> _TASK OBJECTIVE_
Filter out every line below that lacks "SocketAddr", and copy the rest.

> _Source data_
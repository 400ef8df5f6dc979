// SPDX-License-Identifier: BUSL-1.1
// Copyright (c) 2026 Alfred Jean LLC

//! Consumer WebSocket integration tests against a real in-process axum
//! server, mirroring the teacher's `ws_integration.rs` helper shape
//! (`crates/mux/tests/ws_integration.rs`): connect with `tokio-tungstenite`,
//! send/receive JSON frames with a timeout.

use std::future::Future;
use std::pin::Pin;
use std::sync::Arc;
use std::time::Duration;

use futures_util::{SinkExt, StreamExt};
use serde_json::Value;
use tokio::net::TcpListener;
use tokio::sync::mpsc;
use tokio_tungstenite::tungstenite::Message as WsMessage;

use session_bridge::backend::{AdapterCapabilities, Availability, BackendAdapter, BackendOptions, BackendSession};
use session_bridge::bridge::SessionBridge;
use session_bridge::error::BridgeError;
use session_bridge::gatekeeper::Gatekeeper;
use session_bridge::message::UnifiedMessage;
use session_bridge::storage::InMemoryStorage;
use session_bridge::tracer::{NoopMetrics, TracingTracer};
use session_bridge::transport::{build_router, AppState};

/// Holds its sender alive for as long as the session lives, so the
/// consumption loop the bridge spawns on connect never sees a closed stream
/// and the reconnect-backoff machinery stays quiet during these tests.
struct EmptyBackendSession {
    _tx: mpsc::Sender<UnifiedMessage>,
    rx: Option<mpsc::Receiver<UnifiedMessage>>,
}

impl EmptyBackendSession {
    fn new() -> Self {
        let (tx, rx) = mpsc::channel(1);
        Self { _tx: tx, rx: Some(rx) }
    }
}

impl BackendSession for EmptyBackendSession {
    fn session_id(&self) -> &str {
        "test"
    }

    fn send(&self, _msg: UnifiedMessage) -> Pin<Box<dyn Future<Output = Result<(), BridgeError>> + Send>> {
        Box::pin(async { Ok(()) })
    }

    fn messages(&mut self) -> mpsc::Receiver<UnifiedMessage> {
        self.rx.take().expect("messages() called once per session")
    }

    fn close(&self) -> Pin<Box<dyn Future<Output = ()> + Send>> {
        Box::pin(async {})
    }
}

struct EmptyBackendAdapter;

impl BackendAdapter for EmptyBackendAdapter {
    fn connect(
        &self,
        _options: BackendOptions,
    ) -> Pin<Box<dyn Future<Output = Result<Box<dyn BackendSession>, BridgeError>> + Send>> {
        Box::pin(async { Ok(Box::new(EmptyBackendSession::new()) as Box<dyn BackendSession>) })
    }

    fn capabilities(&self) -> AdapterCapabilities {
        AdapterCapabilities {
            streaming: true,
            permissions: true,
            slash_commands: true,
            availability: Availability::Local,
            teams: false,
        }
    }
}

type WsStream = tokio_tungstenite::WebSocketStream<tokio_tungstenite::MaybeTlsStream<tokio::net::TcpStream>>;
type WsTx = futures_util::stream::SplitSink<WsStream, WsMessage>;
type WsRx = futures_util::stream::SplitStream<WsStream>;

const RECV_TIMEOUT: Duration = Duration::from_secs(5);

async fn ws_send(tx: &mut WsTx, value: &Value) -> anyhow::Result<()> {
    let text = serde_json::to_string(value)?;
    tx.send(WsMessage::Text(text.into())).await.map_err(|e| anyhow::anyhow!("ws send: {e}"))?;
    Ok(())
}

async fn ws_recv(rx: &mut WsRx) -> anyhow::Result<Value> {
    let msg = tokio::time::timeout(RECV_TIMEOUT, rx.next())
        .await
        .map_err(|_| anyhow::anyhow!("ws recv timeout"))?
        .ok_or_else(|| anyhow::anyhow!("ws stream closed"))?
        .map_err(|e| anyhow::anyhow!("ws recv: {e}"))?;
    match msg {
        WsMessage::Text(text) => Ok(serde_json::from_str(&text)?),
        other => anyhow::bail!("expected Text message, got {other:?}"),
    }
}

async fn spawn_server() -> anyhow::Result<(std::net::SocketAddr, Arc<SessionBridge>)> {
    let bridge = SessionBridge::new(
        Box::new(EmptyBackendAdapter),
        Arc::new(Gatekeeper::new(None)),
        Box::new(InMemoryStorage::new()),
        Box::new(TracingTracer),
        Box::new(NoopMetrics),
    );
    let state = AppState { bridge: Arc::clone(&bridge), max_frame_bytes: 256 * 1024 };
    let router = build_router(state);

    let listener = TcpListener::bind("127.0.0.1:0").await?;
    let addr = listener.local_addr()?;
    tokio::spawn(async move {
        let _ = axum::serve(listener, router).await;
    });
    // give the listener a beat to start accepting
    tokio::time::sleep(Duration::from_millis(20)).await;
    Ok((addr, bridge))
}

async fn connect(addr: &std::net::SocketAddr, session_id: &str, query: &str) -> anyhow::Result<(WsTx, WsRx)> {
    let url = if query.is_empty() {
        format!("ws://{addr}/ws/consumer/{session_id}")
    } else {
        format!("ws://{addr}/ws/consumer/{session_id}?{query}")
    };
    let (stream, _) = tokio_tungstenite::connect_async(&url).await.map_err(|e| anyhow::anyhow!("ws connect: {e}"))?;
    Ok(stream.split())
}

#[tokio::test]
async fn connecting_consumer_receives_identity_then_history_then_presence() -> anyhow::Result<()> {
    let (addr, _bridge) = spawn_server().await?;
    let (_tx, mut rx) = connect(&addr, "s1", "consumer_id=alice").await?;

    let identity = ws_recv(&mut rx).await?;
    assert_eq!(identity["type"], "identity");
    assert_eq!(identity["consumer_id"], "alice");

    let history = ws_recv(&mut rx).await?;
    assert_eq!(history["type"], "message_history");

    let presence = ws_recv(&mut rx).await?;
    assert_eq!(presence["type"], "presence_update");

    Ok(())
}

#[tokio::test]
async fn user_message_is_echoed_back_to_sender() -> anyhow::Result<()> {
    let (addr, _bridge) = spawn_server().await?;
    let (mut tx, mut rx) = connect(&addr, "s2", "consumer_id=bob").await?;

    // identity, history, presence, plus the backend auto-connect's cli_connected
    for _ in 0..4 {
        let _ = ws_recv(&mut rx).await?;
    }

    ws_send(&mut tx, &serde_json::json!({"type": "user_message", "content": "hello there"})).await?;

    let echoed = ws_recv(&mut rx).await?;
    assert_eq!(echoed["type"], "user_message");
    assert_eq!(echoed["content"][0]["text"], "hello there");

    Ok(())
}

#[tokio::test]
async fn second_consumer_triggers_presence_update_for_first() -> anyhow::Result<()> {
    let (addr, _bridge) = spawn_server().await?;
    let (_tx1, mut rx1) = connect(&addr, "s3", "consumer_id=alice").await?;
    // identity, history, presence, plus the backend auto-connect's cli_connected
    for _ in 0..4 {
        let _ = ws_recv(&mut rx1).await?;
    }

    let (_tx2, _rx2) = connect(&addr, "s3", "consumer_id=bob").await?;

    let presence = ws_recv(&mut rx1).await?;
    assert_eq!(presence["type"], "presence_update");
    let consumers = presence["consumers"].as_array().expect("consumers array");
    assert_eq!(consumers.len(), 2);

    Ok(())
}

#[tokio::test]
async fn oversized_frame_is_rejected_with_too_large_error() -> anyhow::Result<()> {
    let (addr, _bridge) = spawn_server().await?;
    let (mut tx, mut rx) = connect(&addr, "s4", "consumer_id=alice").await?;
    // identity, history, presence, plus the backend auto-connect's cli_connected
    for _ in 0..4 {
        let _ = ws_recv(&mut rx).await?;
    }

    let huge_content = "x".repeat(300 * 1024);
    ws_send(&mut tx, &serde_json::json!({"type": "user_message", "content": huge_content})).await?;

    let error = ws_recv(&mut rx).await?;
    assert_eq!(error["type"], "error");
    assert_eq!(error["code"], "TOO_LARGE");

    Ok(())
}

> _SOLUTION TO THIS PROBLEM_
async fn spawn_server() -> anyhow::Result<(std::net::SocketAddr, Arc<SessionBridge>)> {
async fn connect(addr: &std::net::SocketAddr, session_id: &str, query: &str) -> anyhow::Result<(WsTx, WsRx)> {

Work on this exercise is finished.